EXTRACTED DATA:
((
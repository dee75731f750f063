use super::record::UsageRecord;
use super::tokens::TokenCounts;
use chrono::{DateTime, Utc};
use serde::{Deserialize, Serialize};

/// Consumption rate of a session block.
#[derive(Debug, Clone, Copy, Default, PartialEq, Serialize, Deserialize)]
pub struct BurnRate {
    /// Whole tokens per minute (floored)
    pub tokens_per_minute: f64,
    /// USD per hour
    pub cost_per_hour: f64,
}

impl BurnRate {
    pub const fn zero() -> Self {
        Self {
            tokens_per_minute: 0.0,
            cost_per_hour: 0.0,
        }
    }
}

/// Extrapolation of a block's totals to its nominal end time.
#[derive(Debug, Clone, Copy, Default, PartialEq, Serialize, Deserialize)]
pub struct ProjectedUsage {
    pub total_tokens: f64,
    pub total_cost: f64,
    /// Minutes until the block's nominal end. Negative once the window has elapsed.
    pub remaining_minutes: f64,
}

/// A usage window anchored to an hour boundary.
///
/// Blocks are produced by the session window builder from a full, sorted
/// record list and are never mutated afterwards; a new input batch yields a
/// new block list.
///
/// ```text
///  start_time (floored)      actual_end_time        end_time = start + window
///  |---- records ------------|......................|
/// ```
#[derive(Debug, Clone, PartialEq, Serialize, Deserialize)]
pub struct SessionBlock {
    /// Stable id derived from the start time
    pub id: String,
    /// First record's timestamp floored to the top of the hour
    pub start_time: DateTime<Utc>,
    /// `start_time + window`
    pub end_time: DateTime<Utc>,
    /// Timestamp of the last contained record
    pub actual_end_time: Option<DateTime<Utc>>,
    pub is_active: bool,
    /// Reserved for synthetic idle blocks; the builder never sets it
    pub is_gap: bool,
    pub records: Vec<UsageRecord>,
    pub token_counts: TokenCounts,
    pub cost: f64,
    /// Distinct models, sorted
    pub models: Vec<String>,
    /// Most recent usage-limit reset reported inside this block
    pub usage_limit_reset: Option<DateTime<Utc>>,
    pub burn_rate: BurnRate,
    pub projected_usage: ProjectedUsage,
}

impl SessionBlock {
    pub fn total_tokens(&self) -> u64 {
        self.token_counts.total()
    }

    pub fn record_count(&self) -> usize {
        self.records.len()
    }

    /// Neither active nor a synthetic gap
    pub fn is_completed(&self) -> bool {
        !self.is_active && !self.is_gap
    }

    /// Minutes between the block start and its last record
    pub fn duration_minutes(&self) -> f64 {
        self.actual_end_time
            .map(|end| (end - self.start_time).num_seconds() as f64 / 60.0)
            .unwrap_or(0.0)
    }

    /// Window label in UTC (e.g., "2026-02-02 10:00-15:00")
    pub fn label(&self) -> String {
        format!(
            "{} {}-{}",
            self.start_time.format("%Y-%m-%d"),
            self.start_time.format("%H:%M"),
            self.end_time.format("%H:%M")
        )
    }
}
))
ACTION ITEM:
Lines holding "floored" in the material above are to be reported.

WRITTEN SOLUTION:
    /// Whole tokens per minute (floored)
///  start_time (floored)      actual_end_time        end_time = start + window
    /// First record's timestamp floored to the top of the hour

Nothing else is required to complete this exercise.